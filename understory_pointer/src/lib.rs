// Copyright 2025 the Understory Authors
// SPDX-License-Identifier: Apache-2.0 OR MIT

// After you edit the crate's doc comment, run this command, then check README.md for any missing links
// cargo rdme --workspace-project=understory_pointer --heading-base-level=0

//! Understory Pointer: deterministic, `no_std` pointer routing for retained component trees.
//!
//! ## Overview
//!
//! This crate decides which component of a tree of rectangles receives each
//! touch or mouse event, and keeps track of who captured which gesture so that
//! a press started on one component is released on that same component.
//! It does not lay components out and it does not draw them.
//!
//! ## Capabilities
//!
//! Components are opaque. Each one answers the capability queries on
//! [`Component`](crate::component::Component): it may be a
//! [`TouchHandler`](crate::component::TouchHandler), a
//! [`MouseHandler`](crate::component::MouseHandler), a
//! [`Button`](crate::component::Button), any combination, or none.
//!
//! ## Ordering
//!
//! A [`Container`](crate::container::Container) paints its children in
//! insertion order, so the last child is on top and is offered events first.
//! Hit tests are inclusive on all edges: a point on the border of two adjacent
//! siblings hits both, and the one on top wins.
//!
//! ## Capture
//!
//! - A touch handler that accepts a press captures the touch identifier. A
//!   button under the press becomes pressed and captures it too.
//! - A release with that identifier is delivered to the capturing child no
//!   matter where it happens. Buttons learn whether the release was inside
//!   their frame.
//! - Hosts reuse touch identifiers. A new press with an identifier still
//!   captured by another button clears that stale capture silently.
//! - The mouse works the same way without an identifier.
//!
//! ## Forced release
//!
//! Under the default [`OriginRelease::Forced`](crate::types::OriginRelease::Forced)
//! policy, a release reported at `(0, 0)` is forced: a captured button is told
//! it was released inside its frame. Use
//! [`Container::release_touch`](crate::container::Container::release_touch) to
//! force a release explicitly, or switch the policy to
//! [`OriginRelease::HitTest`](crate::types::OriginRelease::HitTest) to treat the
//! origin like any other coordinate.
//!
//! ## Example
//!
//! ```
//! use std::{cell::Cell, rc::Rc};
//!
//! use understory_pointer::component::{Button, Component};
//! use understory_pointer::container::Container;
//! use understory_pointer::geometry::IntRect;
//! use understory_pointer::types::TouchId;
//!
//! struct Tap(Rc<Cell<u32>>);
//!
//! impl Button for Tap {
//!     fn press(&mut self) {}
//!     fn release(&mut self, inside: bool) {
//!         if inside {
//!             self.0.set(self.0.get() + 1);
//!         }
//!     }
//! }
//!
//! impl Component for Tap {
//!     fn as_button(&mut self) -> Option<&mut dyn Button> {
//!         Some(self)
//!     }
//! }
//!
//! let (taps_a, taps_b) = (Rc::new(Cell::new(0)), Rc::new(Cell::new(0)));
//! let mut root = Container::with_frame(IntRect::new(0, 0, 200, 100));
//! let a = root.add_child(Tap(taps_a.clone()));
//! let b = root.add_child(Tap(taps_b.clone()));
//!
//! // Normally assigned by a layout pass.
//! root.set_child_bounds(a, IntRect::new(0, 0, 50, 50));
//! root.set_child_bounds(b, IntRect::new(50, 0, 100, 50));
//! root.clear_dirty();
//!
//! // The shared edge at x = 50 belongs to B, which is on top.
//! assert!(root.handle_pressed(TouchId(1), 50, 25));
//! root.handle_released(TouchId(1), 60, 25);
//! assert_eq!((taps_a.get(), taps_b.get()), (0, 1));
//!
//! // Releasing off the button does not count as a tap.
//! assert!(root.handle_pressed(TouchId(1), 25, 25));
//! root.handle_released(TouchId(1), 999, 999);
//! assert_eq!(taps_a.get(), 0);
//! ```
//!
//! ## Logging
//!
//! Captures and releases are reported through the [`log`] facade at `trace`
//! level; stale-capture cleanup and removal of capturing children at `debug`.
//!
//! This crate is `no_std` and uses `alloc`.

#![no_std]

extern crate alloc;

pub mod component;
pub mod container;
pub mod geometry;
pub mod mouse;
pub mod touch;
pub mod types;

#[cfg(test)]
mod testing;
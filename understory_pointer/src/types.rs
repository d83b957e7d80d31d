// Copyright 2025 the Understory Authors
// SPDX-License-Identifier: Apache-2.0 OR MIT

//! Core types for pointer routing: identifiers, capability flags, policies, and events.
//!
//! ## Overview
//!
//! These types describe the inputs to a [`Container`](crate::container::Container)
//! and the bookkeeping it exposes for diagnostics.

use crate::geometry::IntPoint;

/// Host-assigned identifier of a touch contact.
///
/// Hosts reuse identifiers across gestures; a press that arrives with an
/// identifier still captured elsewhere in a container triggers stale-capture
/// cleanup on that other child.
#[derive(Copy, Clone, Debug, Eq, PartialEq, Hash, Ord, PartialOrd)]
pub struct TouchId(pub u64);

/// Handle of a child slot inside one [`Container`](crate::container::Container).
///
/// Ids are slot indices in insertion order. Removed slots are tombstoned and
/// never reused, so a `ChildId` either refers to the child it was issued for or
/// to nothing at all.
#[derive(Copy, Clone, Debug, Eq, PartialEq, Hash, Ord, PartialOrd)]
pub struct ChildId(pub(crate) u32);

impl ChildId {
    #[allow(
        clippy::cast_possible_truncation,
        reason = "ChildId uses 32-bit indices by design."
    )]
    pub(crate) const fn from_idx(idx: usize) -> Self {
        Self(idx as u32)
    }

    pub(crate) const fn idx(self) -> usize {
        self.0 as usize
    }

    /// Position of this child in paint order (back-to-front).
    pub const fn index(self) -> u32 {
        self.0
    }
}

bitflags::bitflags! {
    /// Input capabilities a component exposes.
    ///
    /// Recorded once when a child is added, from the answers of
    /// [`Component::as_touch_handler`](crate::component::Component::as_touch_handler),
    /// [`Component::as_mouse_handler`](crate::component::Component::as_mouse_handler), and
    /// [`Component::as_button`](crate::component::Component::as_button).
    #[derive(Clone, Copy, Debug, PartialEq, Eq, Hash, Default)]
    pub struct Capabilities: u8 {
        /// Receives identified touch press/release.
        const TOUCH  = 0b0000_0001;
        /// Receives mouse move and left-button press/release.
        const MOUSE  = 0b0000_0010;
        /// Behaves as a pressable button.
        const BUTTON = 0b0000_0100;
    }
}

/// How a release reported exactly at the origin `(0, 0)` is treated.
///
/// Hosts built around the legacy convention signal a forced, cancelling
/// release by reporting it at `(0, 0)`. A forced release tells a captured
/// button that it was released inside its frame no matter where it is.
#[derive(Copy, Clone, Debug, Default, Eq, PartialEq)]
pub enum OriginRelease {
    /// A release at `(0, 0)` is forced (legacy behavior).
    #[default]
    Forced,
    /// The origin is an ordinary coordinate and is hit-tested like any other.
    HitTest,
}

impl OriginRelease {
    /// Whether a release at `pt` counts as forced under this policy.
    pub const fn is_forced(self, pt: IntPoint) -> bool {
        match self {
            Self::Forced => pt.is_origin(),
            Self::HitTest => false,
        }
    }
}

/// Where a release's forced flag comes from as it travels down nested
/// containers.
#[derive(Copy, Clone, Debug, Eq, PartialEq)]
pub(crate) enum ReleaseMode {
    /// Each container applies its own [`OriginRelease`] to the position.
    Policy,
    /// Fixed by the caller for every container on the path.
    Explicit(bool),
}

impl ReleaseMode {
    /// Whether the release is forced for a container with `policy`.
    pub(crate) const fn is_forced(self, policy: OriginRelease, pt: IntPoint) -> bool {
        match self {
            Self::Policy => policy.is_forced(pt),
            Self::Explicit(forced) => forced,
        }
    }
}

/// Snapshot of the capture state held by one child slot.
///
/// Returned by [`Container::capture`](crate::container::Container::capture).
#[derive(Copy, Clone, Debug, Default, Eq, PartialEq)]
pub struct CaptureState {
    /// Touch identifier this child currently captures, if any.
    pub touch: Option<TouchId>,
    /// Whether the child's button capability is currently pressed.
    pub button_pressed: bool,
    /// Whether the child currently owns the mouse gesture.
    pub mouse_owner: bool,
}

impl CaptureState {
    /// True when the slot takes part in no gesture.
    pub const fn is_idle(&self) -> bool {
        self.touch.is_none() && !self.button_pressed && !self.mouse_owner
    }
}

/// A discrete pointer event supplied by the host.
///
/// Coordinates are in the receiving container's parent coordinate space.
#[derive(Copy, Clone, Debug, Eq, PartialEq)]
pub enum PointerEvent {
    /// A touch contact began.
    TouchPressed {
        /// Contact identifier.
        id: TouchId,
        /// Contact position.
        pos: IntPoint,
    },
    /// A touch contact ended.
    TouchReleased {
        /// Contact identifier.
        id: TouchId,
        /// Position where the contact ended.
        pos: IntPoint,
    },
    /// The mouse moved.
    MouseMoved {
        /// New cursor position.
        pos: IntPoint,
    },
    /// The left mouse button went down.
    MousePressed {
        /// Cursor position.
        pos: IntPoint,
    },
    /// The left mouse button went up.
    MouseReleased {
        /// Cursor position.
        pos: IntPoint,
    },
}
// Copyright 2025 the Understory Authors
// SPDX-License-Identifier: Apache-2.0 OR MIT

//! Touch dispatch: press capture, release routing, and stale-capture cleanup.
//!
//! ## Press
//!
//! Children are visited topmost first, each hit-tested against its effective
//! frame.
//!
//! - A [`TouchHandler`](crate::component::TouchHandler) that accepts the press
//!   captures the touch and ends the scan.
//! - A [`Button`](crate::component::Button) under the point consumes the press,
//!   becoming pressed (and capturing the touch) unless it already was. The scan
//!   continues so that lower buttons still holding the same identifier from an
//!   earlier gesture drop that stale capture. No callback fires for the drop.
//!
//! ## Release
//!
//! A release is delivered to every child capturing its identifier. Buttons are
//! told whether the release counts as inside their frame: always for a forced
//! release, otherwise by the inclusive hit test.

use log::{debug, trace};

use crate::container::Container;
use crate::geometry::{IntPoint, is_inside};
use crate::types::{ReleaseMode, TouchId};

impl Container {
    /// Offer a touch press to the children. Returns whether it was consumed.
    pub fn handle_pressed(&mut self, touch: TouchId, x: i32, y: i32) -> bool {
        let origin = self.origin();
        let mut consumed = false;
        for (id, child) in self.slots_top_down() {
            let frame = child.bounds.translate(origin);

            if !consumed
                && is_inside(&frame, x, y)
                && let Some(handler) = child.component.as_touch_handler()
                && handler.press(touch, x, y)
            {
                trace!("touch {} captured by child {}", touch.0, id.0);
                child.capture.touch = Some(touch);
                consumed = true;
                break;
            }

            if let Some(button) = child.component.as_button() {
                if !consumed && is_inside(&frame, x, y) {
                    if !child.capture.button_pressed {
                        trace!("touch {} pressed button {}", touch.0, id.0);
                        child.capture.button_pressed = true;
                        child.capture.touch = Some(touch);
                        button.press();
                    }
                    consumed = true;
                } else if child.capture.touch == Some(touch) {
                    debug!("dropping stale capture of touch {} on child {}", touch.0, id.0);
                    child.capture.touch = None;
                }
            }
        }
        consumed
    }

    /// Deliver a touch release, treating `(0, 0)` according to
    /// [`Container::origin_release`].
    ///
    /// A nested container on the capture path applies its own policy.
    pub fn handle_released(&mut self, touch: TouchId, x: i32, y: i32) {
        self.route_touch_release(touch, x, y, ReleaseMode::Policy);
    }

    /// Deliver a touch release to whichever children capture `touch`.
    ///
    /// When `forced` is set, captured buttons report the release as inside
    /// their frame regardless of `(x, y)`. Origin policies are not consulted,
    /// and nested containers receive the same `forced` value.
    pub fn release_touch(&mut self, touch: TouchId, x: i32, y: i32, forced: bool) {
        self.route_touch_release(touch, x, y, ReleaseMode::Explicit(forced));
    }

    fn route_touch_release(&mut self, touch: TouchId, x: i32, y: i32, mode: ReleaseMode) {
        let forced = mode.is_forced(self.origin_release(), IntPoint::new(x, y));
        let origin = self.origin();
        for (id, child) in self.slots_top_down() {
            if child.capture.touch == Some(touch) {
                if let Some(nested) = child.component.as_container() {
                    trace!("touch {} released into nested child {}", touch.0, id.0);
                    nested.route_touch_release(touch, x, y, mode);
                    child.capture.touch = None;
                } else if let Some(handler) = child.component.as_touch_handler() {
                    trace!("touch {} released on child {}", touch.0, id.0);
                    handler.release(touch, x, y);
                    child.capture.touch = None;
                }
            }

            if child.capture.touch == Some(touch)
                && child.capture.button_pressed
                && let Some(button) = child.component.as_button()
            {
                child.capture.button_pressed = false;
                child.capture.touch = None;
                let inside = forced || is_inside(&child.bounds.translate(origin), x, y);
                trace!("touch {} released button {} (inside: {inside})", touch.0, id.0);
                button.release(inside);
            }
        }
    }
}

==

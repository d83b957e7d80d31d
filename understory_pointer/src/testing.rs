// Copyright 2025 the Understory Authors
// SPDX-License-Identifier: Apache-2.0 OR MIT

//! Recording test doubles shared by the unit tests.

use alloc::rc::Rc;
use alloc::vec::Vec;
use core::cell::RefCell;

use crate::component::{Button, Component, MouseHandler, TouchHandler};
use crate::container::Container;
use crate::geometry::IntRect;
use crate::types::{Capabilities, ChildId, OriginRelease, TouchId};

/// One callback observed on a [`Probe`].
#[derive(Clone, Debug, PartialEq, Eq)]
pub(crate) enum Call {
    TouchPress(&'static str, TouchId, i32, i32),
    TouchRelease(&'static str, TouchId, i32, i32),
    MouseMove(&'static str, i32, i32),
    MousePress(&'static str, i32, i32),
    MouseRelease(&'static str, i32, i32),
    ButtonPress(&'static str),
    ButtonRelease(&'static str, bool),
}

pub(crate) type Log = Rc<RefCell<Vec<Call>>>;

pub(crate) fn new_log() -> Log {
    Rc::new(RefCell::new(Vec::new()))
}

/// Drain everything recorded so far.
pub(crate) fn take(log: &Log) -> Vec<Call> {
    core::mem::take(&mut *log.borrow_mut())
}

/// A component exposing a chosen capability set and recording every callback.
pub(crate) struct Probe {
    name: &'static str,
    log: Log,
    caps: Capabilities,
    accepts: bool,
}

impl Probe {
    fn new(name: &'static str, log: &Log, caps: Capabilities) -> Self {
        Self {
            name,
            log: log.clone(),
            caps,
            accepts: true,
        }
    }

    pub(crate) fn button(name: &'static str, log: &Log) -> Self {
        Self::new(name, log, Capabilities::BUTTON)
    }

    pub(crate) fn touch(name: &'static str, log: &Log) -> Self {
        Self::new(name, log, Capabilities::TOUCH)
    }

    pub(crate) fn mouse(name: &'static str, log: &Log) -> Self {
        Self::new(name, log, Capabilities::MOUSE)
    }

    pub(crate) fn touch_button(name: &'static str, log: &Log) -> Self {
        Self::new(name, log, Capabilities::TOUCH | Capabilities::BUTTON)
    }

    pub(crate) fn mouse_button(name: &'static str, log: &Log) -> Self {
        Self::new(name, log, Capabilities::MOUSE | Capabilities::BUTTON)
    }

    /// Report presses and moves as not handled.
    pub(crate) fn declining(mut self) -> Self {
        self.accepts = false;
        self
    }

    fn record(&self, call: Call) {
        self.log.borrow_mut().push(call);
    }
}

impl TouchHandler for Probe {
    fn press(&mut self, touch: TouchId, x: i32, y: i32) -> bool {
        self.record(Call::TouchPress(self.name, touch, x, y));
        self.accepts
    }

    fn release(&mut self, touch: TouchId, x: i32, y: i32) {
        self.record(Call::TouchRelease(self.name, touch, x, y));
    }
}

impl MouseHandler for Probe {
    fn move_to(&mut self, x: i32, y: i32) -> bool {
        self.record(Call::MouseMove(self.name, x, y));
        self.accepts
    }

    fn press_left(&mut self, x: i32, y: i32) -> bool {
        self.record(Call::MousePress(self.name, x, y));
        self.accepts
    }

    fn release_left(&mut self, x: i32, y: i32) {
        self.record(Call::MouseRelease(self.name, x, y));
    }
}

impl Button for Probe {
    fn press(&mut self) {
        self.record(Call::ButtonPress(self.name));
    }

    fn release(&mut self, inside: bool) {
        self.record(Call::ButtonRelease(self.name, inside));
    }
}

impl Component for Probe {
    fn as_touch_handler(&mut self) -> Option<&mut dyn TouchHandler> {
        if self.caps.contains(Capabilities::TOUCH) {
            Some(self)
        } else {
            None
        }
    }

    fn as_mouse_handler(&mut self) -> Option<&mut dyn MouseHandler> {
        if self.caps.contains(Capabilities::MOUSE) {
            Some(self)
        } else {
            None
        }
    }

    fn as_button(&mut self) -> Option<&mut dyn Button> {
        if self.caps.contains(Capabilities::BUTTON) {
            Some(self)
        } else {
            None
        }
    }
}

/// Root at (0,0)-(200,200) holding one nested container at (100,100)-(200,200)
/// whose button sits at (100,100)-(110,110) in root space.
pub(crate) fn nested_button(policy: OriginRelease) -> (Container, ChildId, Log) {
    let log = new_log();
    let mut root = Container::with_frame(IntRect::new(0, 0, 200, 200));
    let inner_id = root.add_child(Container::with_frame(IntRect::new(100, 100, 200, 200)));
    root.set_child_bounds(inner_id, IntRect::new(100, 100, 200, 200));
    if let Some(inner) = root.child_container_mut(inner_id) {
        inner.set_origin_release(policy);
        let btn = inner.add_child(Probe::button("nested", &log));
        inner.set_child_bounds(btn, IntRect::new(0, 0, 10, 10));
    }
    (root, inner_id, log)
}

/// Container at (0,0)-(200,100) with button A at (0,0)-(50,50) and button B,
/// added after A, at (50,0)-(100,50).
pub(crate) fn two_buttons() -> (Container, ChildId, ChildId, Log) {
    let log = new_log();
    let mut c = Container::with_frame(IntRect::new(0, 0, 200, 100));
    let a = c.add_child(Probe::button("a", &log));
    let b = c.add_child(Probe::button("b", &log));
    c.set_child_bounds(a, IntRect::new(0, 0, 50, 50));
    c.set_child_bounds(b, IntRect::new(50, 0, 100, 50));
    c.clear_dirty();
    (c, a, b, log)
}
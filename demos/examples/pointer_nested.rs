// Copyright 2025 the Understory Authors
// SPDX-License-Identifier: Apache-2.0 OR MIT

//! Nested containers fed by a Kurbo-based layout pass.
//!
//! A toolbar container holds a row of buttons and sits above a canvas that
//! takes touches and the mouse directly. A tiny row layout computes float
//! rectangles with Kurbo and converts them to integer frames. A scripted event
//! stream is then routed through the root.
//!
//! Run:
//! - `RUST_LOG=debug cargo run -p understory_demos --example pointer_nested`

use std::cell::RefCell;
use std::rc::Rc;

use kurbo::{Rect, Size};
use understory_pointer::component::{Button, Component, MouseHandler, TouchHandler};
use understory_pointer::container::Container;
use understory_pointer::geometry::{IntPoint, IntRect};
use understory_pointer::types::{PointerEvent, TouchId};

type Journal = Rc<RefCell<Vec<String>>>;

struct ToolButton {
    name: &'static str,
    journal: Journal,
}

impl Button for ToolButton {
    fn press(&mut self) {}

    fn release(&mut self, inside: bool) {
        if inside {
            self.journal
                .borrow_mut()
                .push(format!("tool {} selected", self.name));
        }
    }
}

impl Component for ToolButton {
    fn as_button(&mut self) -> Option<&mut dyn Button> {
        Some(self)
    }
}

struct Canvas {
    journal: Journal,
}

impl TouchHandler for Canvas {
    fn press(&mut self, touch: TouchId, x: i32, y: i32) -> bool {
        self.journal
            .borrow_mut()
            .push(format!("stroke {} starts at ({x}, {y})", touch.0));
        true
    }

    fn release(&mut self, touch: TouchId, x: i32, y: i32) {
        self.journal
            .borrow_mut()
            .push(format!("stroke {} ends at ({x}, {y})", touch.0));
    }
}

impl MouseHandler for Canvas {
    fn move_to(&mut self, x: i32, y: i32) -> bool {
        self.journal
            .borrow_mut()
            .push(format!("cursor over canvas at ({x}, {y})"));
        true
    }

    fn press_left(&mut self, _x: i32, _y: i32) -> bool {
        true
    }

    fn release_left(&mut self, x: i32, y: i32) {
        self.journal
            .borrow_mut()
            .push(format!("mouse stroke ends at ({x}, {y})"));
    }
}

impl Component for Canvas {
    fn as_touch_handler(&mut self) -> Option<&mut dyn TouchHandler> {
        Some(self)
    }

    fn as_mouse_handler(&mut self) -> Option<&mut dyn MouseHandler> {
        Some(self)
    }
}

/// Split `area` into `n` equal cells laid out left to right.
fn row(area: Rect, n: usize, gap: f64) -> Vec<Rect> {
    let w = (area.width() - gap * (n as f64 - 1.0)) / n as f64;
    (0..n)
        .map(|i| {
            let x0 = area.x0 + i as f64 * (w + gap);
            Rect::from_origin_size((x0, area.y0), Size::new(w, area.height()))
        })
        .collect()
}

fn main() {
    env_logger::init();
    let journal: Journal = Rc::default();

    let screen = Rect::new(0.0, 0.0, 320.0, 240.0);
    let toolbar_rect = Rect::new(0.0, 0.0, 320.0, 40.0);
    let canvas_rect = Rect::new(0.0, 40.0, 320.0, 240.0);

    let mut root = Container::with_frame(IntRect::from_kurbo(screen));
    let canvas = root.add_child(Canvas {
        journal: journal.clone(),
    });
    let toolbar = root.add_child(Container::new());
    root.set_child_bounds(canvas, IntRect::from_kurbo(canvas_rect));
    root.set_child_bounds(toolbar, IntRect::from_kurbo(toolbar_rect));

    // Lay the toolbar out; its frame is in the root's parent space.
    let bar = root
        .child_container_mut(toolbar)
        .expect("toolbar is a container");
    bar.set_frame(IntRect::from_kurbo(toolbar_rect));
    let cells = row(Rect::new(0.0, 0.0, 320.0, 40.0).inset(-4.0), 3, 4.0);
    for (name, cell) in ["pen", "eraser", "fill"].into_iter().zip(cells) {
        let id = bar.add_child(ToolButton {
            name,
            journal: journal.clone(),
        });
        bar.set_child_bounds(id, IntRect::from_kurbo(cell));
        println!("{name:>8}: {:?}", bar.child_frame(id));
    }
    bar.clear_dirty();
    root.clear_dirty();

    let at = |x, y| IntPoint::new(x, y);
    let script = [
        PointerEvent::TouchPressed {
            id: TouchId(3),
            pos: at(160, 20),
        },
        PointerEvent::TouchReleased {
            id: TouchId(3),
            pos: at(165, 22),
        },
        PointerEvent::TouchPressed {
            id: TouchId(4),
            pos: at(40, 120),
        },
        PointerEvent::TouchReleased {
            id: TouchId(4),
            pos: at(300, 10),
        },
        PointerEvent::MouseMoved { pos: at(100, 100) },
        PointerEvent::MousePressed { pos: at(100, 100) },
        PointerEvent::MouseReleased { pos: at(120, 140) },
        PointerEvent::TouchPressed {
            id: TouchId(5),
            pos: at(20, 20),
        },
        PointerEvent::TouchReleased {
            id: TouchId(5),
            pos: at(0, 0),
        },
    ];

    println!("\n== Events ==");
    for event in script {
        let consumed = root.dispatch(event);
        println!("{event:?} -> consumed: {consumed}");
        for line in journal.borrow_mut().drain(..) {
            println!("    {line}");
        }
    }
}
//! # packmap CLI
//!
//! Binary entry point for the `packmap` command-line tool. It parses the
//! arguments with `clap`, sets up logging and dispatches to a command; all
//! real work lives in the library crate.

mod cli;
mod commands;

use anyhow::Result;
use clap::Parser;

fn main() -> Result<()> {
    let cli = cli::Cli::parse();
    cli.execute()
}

---

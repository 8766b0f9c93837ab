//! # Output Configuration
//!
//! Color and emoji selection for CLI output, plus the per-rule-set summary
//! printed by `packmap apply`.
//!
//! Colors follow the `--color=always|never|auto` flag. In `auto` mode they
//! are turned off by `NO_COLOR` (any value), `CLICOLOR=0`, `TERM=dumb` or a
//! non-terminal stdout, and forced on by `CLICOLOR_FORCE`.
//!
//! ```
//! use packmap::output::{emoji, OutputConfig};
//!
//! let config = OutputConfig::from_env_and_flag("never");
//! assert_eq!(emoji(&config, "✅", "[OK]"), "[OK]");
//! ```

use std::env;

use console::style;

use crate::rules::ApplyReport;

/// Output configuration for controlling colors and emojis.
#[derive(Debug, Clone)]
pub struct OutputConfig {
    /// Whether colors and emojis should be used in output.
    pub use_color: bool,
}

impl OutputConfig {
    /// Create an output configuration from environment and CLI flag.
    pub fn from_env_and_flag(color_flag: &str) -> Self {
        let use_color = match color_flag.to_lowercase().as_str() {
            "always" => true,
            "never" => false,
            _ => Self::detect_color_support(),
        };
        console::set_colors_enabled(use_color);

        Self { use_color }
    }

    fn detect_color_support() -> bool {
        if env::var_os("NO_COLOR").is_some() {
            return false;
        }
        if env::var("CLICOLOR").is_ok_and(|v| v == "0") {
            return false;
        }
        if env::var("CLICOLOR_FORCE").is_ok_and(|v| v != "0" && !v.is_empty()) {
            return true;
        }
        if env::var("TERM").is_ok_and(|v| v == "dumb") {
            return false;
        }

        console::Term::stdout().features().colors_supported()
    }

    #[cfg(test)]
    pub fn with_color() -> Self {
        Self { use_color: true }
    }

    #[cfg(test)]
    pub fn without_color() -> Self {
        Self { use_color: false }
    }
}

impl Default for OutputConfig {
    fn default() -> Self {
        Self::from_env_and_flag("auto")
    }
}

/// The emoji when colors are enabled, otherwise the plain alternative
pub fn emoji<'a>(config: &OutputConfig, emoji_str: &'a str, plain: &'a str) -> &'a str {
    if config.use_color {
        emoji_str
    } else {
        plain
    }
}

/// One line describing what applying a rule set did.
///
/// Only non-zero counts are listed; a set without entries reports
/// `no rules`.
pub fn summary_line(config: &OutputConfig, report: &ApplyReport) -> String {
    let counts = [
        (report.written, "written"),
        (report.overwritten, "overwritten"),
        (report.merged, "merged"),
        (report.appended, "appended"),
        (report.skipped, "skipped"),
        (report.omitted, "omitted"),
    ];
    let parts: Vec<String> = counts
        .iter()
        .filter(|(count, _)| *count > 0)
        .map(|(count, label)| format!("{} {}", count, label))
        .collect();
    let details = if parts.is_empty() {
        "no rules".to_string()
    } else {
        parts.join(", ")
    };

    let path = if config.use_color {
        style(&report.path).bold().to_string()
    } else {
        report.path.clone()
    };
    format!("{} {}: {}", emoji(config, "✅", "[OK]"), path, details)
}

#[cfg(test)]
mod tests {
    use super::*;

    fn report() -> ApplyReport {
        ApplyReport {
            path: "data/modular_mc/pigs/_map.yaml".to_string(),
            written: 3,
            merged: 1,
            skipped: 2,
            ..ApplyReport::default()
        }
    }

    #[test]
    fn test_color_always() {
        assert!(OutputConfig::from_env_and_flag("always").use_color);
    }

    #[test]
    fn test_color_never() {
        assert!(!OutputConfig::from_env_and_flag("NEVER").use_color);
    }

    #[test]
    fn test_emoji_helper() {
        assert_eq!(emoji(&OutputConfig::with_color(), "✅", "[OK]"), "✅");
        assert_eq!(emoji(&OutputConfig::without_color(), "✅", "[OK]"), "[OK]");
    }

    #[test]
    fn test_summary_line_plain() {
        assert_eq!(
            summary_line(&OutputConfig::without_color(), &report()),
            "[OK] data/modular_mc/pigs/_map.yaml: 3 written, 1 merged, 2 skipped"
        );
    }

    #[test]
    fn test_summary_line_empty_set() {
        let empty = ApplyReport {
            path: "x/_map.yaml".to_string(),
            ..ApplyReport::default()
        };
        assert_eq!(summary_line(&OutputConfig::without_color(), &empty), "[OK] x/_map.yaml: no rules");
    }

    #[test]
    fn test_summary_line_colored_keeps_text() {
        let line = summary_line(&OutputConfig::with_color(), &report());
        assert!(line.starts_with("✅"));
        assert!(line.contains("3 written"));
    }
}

Task description
Beginning at the line with "filename understory_pointer/src/lib.rs" and stopping after the line with "capturing child no", please write out every line of the data above exactly and nothing else.

Task result
filename understory_pointer/src/lib.rs
// Copyright 2025 the Understory Authors
// SPDX-License-Identifier: Apache-2.0 OR MIT

// After you edit the crate's doc comment, run this command, then check README.md for any missing links
// cargo rdme --workspace-project=understory_pointer --heading-base-level=0

//! Understory Pointer: deterministic, `no_std` pointer routing for retained component trees.
//!
//! ## Overview
//!
//! This crate decides which component of a tree of rectangles receives each
//! touch or mouse event, and keeps track of who captured which gesture so that
//! a press started on one component is released on that same component.
//! It does not lay components out and it does not draw them.
//!
//! ## Capabilities
//!
//! Components are opaque. Each one answers the capability queries on
//! [`Component`](crate::component::Component): it may be a
//! [`TouchHandler`](crate::component::TouchHandler), a
//! [`MouseHandler`](crate::component::MouseHandler), a
//! [`Button`](crate::component::Button), any combination, or none.
//!
//! ## Ordering
//!
//! A [`Container`](crate::container::Container) paints its children in
//! insertion order, so the last child is on top and is offered events first.
//! Hit tests are inclusive on all edges: a point on the border of two adjacent
//! siblings hits both, and the one on top wins.
//!
//! ## Capture
//!
//! - A touch handler that accepts a press captures the touch identifier. A
//!   button under the press becomes pressed and captures it too.
//! - A release with that identifier is delivered to the capturing child no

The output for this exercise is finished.